__AVAILABLE DATA__

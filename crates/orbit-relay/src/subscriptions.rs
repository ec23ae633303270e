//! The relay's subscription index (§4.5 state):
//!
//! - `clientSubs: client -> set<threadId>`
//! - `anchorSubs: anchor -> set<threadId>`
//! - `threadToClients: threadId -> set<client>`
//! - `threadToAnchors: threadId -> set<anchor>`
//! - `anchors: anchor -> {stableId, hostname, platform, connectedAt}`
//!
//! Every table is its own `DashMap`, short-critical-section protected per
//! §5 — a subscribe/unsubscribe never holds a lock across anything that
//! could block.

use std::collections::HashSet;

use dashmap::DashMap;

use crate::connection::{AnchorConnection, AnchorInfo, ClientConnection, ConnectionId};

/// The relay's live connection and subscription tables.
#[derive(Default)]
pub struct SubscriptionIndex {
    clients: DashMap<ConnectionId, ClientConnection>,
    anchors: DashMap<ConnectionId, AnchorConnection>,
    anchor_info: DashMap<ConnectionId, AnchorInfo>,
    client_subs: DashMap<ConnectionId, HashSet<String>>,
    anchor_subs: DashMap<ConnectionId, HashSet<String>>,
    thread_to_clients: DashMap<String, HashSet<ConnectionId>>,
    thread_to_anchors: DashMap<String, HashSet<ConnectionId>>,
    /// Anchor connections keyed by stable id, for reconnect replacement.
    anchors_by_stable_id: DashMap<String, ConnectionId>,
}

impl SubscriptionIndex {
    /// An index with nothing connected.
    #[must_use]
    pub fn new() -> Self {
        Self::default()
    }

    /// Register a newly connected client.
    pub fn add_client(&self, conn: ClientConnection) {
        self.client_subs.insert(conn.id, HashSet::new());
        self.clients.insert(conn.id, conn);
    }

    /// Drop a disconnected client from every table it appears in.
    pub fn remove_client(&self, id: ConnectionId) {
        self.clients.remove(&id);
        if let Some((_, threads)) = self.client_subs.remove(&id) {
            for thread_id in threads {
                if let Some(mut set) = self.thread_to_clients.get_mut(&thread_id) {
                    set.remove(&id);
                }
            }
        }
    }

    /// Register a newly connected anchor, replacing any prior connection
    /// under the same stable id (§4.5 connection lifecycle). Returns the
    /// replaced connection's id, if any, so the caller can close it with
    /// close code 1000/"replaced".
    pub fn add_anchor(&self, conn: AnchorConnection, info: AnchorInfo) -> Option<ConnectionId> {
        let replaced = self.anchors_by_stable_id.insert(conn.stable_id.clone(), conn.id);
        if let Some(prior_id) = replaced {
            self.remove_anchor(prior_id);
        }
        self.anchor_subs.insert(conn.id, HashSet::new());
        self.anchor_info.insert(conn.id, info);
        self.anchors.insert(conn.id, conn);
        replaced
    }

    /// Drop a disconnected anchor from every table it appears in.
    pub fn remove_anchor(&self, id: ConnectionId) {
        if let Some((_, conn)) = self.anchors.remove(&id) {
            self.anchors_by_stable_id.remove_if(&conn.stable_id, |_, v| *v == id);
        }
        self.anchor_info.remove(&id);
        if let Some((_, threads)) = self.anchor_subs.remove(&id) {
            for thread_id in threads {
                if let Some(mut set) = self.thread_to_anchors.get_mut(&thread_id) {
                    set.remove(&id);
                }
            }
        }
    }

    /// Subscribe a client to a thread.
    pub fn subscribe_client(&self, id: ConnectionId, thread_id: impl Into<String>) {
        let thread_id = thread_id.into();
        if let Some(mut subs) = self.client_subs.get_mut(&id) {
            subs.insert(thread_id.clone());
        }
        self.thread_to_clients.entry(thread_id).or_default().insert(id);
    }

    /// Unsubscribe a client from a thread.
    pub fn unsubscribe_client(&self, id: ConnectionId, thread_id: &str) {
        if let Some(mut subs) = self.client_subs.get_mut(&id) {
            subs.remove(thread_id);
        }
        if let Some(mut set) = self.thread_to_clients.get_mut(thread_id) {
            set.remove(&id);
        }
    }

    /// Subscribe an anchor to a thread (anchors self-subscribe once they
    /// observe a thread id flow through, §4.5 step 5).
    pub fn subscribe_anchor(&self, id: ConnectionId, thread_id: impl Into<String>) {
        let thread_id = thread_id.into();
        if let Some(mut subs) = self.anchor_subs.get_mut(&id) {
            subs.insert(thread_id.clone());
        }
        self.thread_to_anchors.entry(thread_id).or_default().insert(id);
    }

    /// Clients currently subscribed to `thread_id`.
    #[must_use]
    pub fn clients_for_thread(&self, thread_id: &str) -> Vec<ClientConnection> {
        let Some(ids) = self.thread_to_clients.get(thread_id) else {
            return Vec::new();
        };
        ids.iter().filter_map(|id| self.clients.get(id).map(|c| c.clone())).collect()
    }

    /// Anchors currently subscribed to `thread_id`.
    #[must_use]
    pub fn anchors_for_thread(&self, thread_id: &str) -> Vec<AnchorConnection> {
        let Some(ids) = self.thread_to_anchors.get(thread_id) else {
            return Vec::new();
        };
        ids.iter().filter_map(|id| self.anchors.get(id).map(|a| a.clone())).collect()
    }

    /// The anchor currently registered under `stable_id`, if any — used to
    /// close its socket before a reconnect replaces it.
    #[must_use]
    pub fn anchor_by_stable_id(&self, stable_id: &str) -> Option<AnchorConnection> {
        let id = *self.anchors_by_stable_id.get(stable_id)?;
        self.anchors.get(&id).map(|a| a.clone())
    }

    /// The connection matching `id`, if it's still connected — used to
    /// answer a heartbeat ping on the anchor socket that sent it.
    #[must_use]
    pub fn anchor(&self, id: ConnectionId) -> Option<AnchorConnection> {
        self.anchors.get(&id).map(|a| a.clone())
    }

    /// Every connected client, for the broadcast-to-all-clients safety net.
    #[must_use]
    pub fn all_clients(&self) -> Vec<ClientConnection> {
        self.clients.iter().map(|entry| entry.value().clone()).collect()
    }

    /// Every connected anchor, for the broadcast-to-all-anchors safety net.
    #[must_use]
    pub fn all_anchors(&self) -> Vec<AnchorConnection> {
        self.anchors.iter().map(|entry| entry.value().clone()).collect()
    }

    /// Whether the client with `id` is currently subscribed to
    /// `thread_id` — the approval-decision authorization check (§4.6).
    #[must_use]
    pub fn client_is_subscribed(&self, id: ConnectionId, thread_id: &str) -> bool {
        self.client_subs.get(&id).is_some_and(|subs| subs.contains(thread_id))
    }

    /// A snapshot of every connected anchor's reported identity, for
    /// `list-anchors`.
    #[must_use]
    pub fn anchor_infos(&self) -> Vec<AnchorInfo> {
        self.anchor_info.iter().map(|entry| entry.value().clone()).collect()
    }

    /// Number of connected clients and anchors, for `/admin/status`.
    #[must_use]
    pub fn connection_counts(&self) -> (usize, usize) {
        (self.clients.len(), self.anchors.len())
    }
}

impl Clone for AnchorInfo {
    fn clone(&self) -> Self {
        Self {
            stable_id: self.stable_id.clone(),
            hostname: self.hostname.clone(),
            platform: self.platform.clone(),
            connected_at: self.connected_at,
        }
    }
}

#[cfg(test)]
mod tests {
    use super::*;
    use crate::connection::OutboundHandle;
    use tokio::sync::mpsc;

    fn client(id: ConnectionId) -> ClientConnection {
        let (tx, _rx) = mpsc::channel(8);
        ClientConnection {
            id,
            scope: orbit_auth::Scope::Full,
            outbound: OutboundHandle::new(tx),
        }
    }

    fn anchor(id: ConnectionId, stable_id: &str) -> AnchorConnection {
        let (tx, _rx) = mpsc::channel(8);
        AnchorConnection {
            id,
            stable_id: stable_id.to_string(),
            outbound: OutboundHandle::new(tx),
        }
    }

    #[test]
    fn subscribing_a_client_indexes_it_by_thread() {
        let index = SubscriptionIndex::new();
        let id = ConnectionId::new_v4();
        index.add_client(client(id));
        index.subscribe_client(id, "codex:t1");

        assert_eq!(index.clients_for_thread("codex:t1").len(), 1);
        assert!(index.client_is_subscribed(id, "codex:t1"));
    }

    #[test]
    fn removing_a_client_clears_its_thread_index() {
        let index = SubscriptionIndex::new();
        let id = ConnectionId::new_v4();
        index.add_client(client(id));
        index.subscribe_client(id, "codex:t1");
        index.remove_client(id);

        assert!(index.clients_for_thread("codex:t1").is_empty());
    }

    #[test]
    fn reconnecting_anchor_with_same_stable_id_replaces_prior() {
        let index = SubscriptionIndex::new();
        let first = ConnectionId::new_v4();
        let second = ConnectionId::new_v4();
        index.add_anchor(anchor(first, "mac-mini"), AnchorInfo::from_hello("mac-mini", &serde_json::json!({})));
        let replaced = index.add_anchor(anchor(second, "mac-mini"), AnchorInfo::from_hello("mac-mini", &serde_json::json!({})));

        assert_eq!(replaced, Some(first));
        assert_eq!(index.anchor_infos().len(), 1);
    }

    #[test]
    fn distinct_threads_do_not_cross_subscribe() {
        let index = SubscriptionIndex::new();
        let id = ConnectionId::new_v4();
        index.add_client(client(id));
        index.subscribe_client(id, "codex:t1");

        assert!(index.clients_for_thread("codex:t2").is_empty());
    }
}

__TASK INSTRUCTIONS__
State the number of lines in the records that hold the string "json", and add nothing.

__ANSWER BOX__
2